During his 25 years with Hutchins BBQ, Mr. Hutchins has seen and heard plenty of reviews, most of them good, but some bad. However, he never takes negative comments personally. Instead, Mr. Hutchins takes critical feedback to heart and uses it to help improve business and better reach customers. If he can avoid a bad review by killing a customer with kindness or rectifying a problem a customer has while they are still in the restaurant, before they can write a bad review, that is the best plan. “Obviously, our goal is to reach that customer if there is any issue or any problem before they go to Yelp or write a bad review, but once it is out there, it is out there,” Mr. Hutchins says. “I would say, more times than not, there is some validity to a negative remark. We value that negative review, what those customers are saying and we respect that review. We are thankful for every customer and we value their opinion, good or bad. When they go after us and criticize, we respect that. I would say 95 percent of our reviews are good. I would say that when you do get a bad review, go back to the source. You have got to make changes on the fly.”

Ms. Stephenson feels one reason why Le Ravissant Spa has yet to receive a single negative review in more than a decade of being in business is because she is adept at what Mr. Hutchins speaks of — taking care of any issues a client has before they leave and write a bad review. “First and foremost, I think I would be able to have the wherewithal to know if a person was going to leave a bad review before they left it,” Ms. Stephenson says. “I would be able to know before they walk out of my door that they were not happy. I would try to address it before the review was even written. If you are in tune with your clients, you can tell whether they are satisfied or not, so I would try to address it even before it got out onto a review level. At that point, you have already lost the ability to communicate with them and fix the problem.”
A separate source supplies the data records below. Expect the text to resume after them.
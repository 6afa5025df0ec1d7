// End-to-end frame lifecycle scenarios on the headless device.
//
// The headless device keeps every submission in flight until the CPU waits on
// its fence, and records a violation for any CPU touch of in-flight objects,
// so an empty violation list means the ordering contract held.

use std::cell::Cell;
use std::rc::Rc;
use std::sync::Arc;
use std::time::Duration;

use ash::vk;
use weave::backend::headless::GpuEvent;
use weave::backend::{HeadlessDevice, RenderDevice};
use weave::draw::{FrameContext, FrameOutcome, FrameRecorder};
use weave::frame::FrameDescriptorSettings;
use weave::render_loop::{FrameLoop, LoopEvent, LoopState, Step};
use weave::renderer::{Renderer, RendererSettings};
use weave::scene::SceneData;
use weave::RenderResult;

struct CountingRecorder {
    layout: vk::DescriptorSetLayout,
    sets_per_frame: usize,
    /// (slot index, swapchain image index) per recorded frame
    recorded: Vec<(usize, u32)>,
    overlays: usize,
    released: Rc<Cell<usize>>,
}

impl FrameRecorder<HeadlessDevice> for CountingRecorder {
    type Scene = SceneData;

    fn record_scene(&mut self, ctx: &mut FrameContext<'_, HeadlessDevice>, _scene: &SceneData) -> RenderResult<()> {
        for _ in 0..self.sets_per_frame {
            ctx.descriptors.allocate(ctx.device.as_ref(), self.layout)?;
        }
        let released = Rc::clone(&self.released);
        ctx.deletion.defer(move || released.set(released.get() + 1));

        assert!(ctx.targets.sized_image("draw").is_some());
        assert!(ctx.targets.sized_image("depth").is_some());
        self.recorded.push((ctx.slot_index, ctx.targets.image_index));
        Ok(())
    }

    fn record_overlay(&mut self, _ctx: &mut FrameContext<'_, HeadlessDevice>) -> RenderResult<()> {
        self.overlays += 1;
        Ok(())
    }
}

fn extent(width: u32, height: u32) -> vk::Extent2D {
    vk::Extent2D { width, height }
}

fn setup(image_count: u32) -> (Arc<HeadlessDevice>, Renderer<HeadlessDevice>, CountingRecorder) {
    let _ = env_logger::builder().is_test(true).try_init();

    let device = Arc::new(HeadlessDevice::new(extent(800, 600), image_count));
    let settings = RendererSettings {
        extent: extent(800, 600),
        descriptors: FrameDescriptorSettings {
            initial_sets: 16,
            ..Default::default()
        },
        ..Default::default()
    };
    let mut renderer = Renderer::new(Arc::clone(&device), &settings).unwrap();

    let layout = device.create_descriptor_set_layout(&[]).unwrap();
    renderer.defer(move |device: &HeadlessDevice| device.destroy_descriptor_set_layout(layout));

    let recorder = CountingRecorder {
        layout,
        sets_per_frame: 1,
        recorded: Vec::new(),
        overlays: 0,
        released: Rc::new(Cell::new(0)),
    };
    (device, renderer, recorder)
}

fn assert_clean(device: &HeadlessDevice) {
    let violations = device.violations();
    assert!(violations.is_empty(), "contract violations: {violations:#?}");
}

#[test]
fn third_frame_waits_for_first_frames_fence() {
    let (device, mut renderer, mut recorder) = setup(3);
    let scene = SceneData::default();
    let fence0 = renderer.frames().slot(0).sync.render_fence;
    let fence1 = renderer.frames().slot(1).sync.render_fence;

    assert_eq!(renderer.draw(&mut recorder, &scene).unwrap(), FrameOutcome::Presented);
    assert_eq!(renderer.draw(&mut recorder, &scene).unwrap(), FrameOutcome::Presented);
    assert!(device.is_fence_pending(fence0));
    assert!(device.is_fence_pending(fence1));
    assert_eq!(recorder.released.get(), 0);

    device.clear_events();
    renderer.draw(&mut recorder, &scene).unwrap();

    assert_eq!(
        device.events().first(),
        Some(&GpuEvent::FenceWaited { fence: fence0, blocked: true })
    );
    assert!(!device
        .events()
        .contains(&GpuEvent::FenceWaited { fence: fence1, blocked: true }));
    assert!(device.is_fence_pending(fence1));
    // Frame 0's transients went once its fence signaled, frame 1's are still held
    assert_eq!(recorder.released.get(), 1);

    let slots: Vec<usize> = recorder.recorded.iter().map(|&(slot, _)| slot).collect();
    assert_eq!(slots, vec![0, 1, 0]);
    assert_eq!(recorder.overlays, 3);
    assert_clean(&device);
}

#[test]
fn long_run_with_resizes_keeps_contract_and_releases_everything() {
    let (device, mut renderer, mut recorder) = setup(3);
    let scene = SceneData::default();
    let mut frame_loop = FrameLoop::new(Duration::ZERO);

    for iteration in 0..60 {
        if iteration == 10 {
            device.set_surface_extent(extent(640, 480));
            frame_loop.handle_event(LoopEvent::Resized { width: 640, height: 480 });
        }
        if iteration == 30 {
            // Resize the window system never told us about
            device.set_surface_extent(extent(300, 200));
        }
        frame_loop.step(&mut renderer, &mut recorder, &scene).unwrap();
    }

    assert_eq!(renderer.swapchain().extent(), extent(300, 200));
    assert_eq!(frame_loop.stats().recreations, 2);
    assert_eq!(frame_loop.stats().frames_skipped, 1);
    assert_eq!(frame_loop.stats().frames_drawn as usize, recorder.recorded.len());
    assert_clean(&device);

    renderer.shutdown();
    assert_eq!(device.live_object_count(), 0);
    assert_eq!(recorder.released.get(), recorder.recorded.len());
    assert_clean(&device);
}

#[test]
fn recreate_tracks_new_extent_and_image_count() {
    let (device, mut renderer, mut recorder) = setup(2);
    let scene = SceneData::default();
    renderer.draw(&mut recorder, &scene).unwrap();

    let old_views = renderer.swapchain().image_views().to_vec();
    let old_swapchain = renderer.swapchain().swapchain();
    let old_draw = renderer.swapchain().sized_image("draw").unwrap().image;

    device.set_surface_extent(extent(1920, 1080));
    device.set_image_count(3);
    renderer.resize(extent(1920, 1080)).unwrap();

    let swapchain = renderer.swapchain();
    assert_eq!(swapchain.image_count(), 3);
    assert_eq!(swapchain.image_views().len(), 3);
    for sized in swapchain.sized_images() {
        assert_eq!(
            device.image_extent(sized.image.image),
            Some(vk::Extent3D { width: 1920, height: 1080, depth: 1 })
        );
    }
    assert!(!device.is_live(old_swapchain));
    assert!(!device.is_live(old_draw));
    assert!(old_views.iter().all(|&view| !device.is_live(view)));

    // Every image of the new generation gets used
    for _ in 0..6 {
        renderer.draw(&mut recorder, &scene).unwrap();
    }
    let mut images: Vec<u32> = recorder.recorded[1..].iter().map(|&(_, image)| image).collect();
    images.sort_unstable();
    images.dedup();
    assert_eq!(images, vec![0, 1, 2]);
    assert_clean(&device);
}

#[test]
fn minimized_window_never_touches_the_ring() {
    let (device, mut renderer, mut recorder) = setup(3);
    let scene = SceneData::default();
    let mut frame_loop = FrameLoop::new(Duration::from_millis(100));

    assert_eq!(frame_loop.step(&mut renderer, &mut recorder, &scene).unwrap(), Step::Drew);
    frame_loop.handle_event(LoopEvent::Minimized);

    let index = renderer.frames().current_index();
    let recorded = recorder.recorded.len();
    device.clear_events();

    for _ in 0..5 {
        assert_eq!(
            frame_loop.step(&mut renderer, &mut recorder, &scene).unwrap(),
            Step::Idle(Duration::from_millis(100))
        );
    }
    assert_eq!(renderer.frames().current_index(), index);
    assert_eq!(recorder.recorded.len(), recorded);
    assert!(device.events().is_empty());
    assert_eq!(frame_loop.stats().idle_steps, 5);

    frame_loop.handle_event(LoopEvent::Restored);
    assert_eq!(frame_loop.state(), LoopState::ResizePending);
    assert_eq!(frame_loop.step(&mut renderer, &mut recorder, &scene).unwrap(), Step::Recreated);
    assert_eq!(frame_loop.step(&mut renderer, &mut recorder, &scene).unwrap(), Step::Drew);
    assert_clean(&device);
}

#[test]
fn out_of_date_acquire_is_recovered_transparently() {
    let (device, mut renderer, mut recorder) = setup(3);
    let scene = SceneData::default();
    let mut frame_loop = FrameLoop::new(Duration::ZERO);

    device.force_out_of_date(1);
    let index = renderer.frames().current_index();

    assert_eq!(frame_loop.step(&mut renderer, &mut recorder, &scene).unwrap(), Step::Skipped);
    assert_eq!(renderer.frames().current_index(), index);
    assert_eq!(frame_loop.state(), LoopState::ResizePending);
    assert!(recorder.recorded.is_empty());

    assert_eq!(frame_loop.step(&mut renderer, &mut recorder, &scene).unwrap(), Step::Recreated);
    assert_eq!(renderer.swapchain().generation(), 1);
    assert_eq!(frame_loop.step(&mut renderer, &mut recorder, &scene).unwrap(), Step::Drew);
    assert_eq!(frame_loop.state(), LoopState::Running);
    assert_clean(&device);
}

#[test]
fn suboptimal_acquire_draws_then_recreates() {
    let (device, mut renderer, mut recorder) = setup(3);
    let scene = SceneData::default();
    let mut frame_loop = FrameLoop::new(Duration::ZERO);

    device.force_suboptimal(1, 0);
    device.clear_events();

    assert_eq!(frame_loop.step(&mut renderer, &mut recorder, &scene).unwrap(), Step::Drew);
    assert_eq!(recorder.recorded.len(), 1);
    assert!(device
        .events()
        .iter()
        .any(|event| matches!(event, GpuEvent::Presented { .. })));
    assert_clean(&device);

    assert_eq!(frame_loop.state(), LoopState::ResizePending);
    assert_eq!(frame_loop.step(&mut renderer, &mut recorder, &scene).unwrap(), Step::Recreated);
    assert_eq!(renderer.swapchain().generation(), 1);
    assert_eq!(frame_loop.step(&mut renderer, &mut recorder, &scene).unwrap(), Step::Drew);
    assert_eq!(frame_loop.state(), LoopState::Running);
    assert_clean(&device);
}

#[test]
fn suboptimal_present_requests_a_rebuild() {
    let (device, mut renderer, mut recorder) = setup(3);
    let scene = SceneData::default();
    let mut frame_loop = FrameLoop::new(Duration::ZERO);

    device.force_suboptimal(0, 1);

    assert_eq!(frame_loop.step(&mut renderer, &mut recorder, &scene).unwrap(), Step::Drew);
    assert_eq!(renderer.frames().current_index(), 1);
    assert_eq!(frame_loop.state(), LoopState::ResizePending);
    assert_eq!(frame_loop.step(&mut renderer, &mut recorder, &scene).unwrap(), Step::Recreated);
    assert_eq!(renderer.swapchain().generation(), 1);
    assert_eq!(frame_loop.stats().frames_skipped, 0);
    assert_clean(&device);
}

#[test]
fn device_loss_ends_the_loop_with_orderly_teardown() {
    let (device, mut renderer, mut recorder) = setup(3);
    let scene = SceneData::default();
    let mut frame_loop = FrameLoop::new(Duration::ZERO);

    let lost = Arc::clone(&device);
    let result = frame_loop.run(&mut renderer, &mut recorder, &scene, |stats| {
        if stats.frames_drawn == 4 {
            lost.lose_device();
        }
        Vec::new()
    });

    assert!(result.unwrap_err().is_device_lost());
    assert_eq!(frame_loop.stats().frames_drawn, 4);
    assert!(renderer.is_shut_down());
    assert_eq!(device.live_object_count(), 0);
    assert_clean(&device);
}

#[test]
fn fatal_error_stops_drawing_on_later_steps() {
    let (device, mut renderer, mut recorder) = setup(3);
    let scene = SceneData::default();
    let mut frame_loop = FrameLoop::new(Duration::ZERO);

    assert_eq!(frame_loop.step(&mut renderer, &mut recorder, &scene).unwrap(), Step::Drew);
    device.lose_device();
    assert!(frame_loop
        .step(&mut renderer, &mut recorder, &scene)
        .unwrap_err()
        .is_device_lost());
    assert_eq!(frame_loop.state(), LoopState::ShuttingDown);

    renderer.shutdown();
    device.clear_events();
    for _ in 0..3 {
        assert_eq!(frame_loop.step(&mut renderer, &mut recorder, &scene).unwrap(), Step::Exit);
    }
    assert!(device.events().is_empty());
    assert_eq!(recorder.recorded.len(), 1);
    assert_eq!(device.live_object_count(), 0);
    assert_clean(&device);
}

#[test]
fn quit_exits_cleanly_after_shutdown() {
    let (device, mut renderer, mut recorder) = setup(3);
    let scene = SceneData::default();
    let mut frame_loop = FrameLoop::new(Duration::ZERO);

    let result = frame_loop.run(&mut renderer, &mut recorder, &scene, |stats| {
        if stats.frames_drawn == 3 {
            vec![LoopEvent::Quit]
        } else {
            Vec::new()
        }
    });

    assert!(result.is_ok());
    assert_eq!(frame_loop.state(), LoopState::ShuttingDown);
    assert_eq!(frame_loop.stats().frames_drawn, 3);
    assert!(renderer.is_shut_down());
    assert_eq!(device.live_object_count(), 0);
    assert_clean(&device);
}

#[test]
fn immediate_submissions_complete_before_returning() {
    let (device, mut renderer, mut recorder) = setup(3);
    let scene = SceneData::default();
    renderer.draw(&mut recorder, &scene).unwrap();

    device.clear_events();
    let mut recorded = Vec::new();
    renderer
        .immediate_submit(|cmd| {
            recorded.push(cmd);
            Ok(())
        })
        .unwrap();
    renderer
        .immediate_submit(|cmd| {
            recorded.push(cmd);
            Ok(())
        })
        .unwrap();

    let timeline: Vec<&str> = device
        .events()
        .iter()
        .filter_map(|event| match event {
            GpuEvent::Submitted { .. } => Some("submit"),
            GpuEvent::FenceWaited { blocked: true, .. } => Some("complete"),
            _ => None,
        })
        .collect();
    assert_eq!(timeline, vec!["submit", "complete", "submit", "complete"]);
    assert_eq!(recorded.len(), 2);
    assert_eq!(recorded[0], recorded[1]);

    renderer.draw(&mut recorder, &scene).unwrap();
    assert_clean(&device);
}

#[test]
fn steady_state_frames_create_no_descriptor_pools() {
    let (device, mut renderer, mut recorder) = setup(3);
    let scene = SceneData::default();
    // More sets per frame than the first pool holds, so each slot grows once
    recorder.sets_per_frame = 40;

    for _ in 0..4 {
        renderer.draw(&mut recorder, &scene).unwrap();
    }
    device.clear_events();
    for _ in 0..20 {
        renderer.draw(&mut recorder, &scene).unwrap();
    }

    assert!(!device
        .events()
        .iter()
        .any(|event| matches!(event, GpuEvent::DescriptorPoolCreated { .. })));
    assert_clean(&device);

    renderer.shutdown();
    assert_eq!(device.live_object_count(), 0);
}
So, while one still cannot believe everything he or she reads on the Internet, online reviews are something that are here to stay. Many types of businesses now have reviews posted on a variety of different forums, some of them are good and some of them are not so good, but whether they are favorable or unfavorable, online reviews do serve a great purpose in today’s digital world. They help customers decide which businesses they will frequent and help reinforce what business owners are doing right and wrong so they can make corrections or improvements. Maybe the best solution is to peruse online reviews and then ask your friends or family for their own recommendations. That way, all your bases are covered.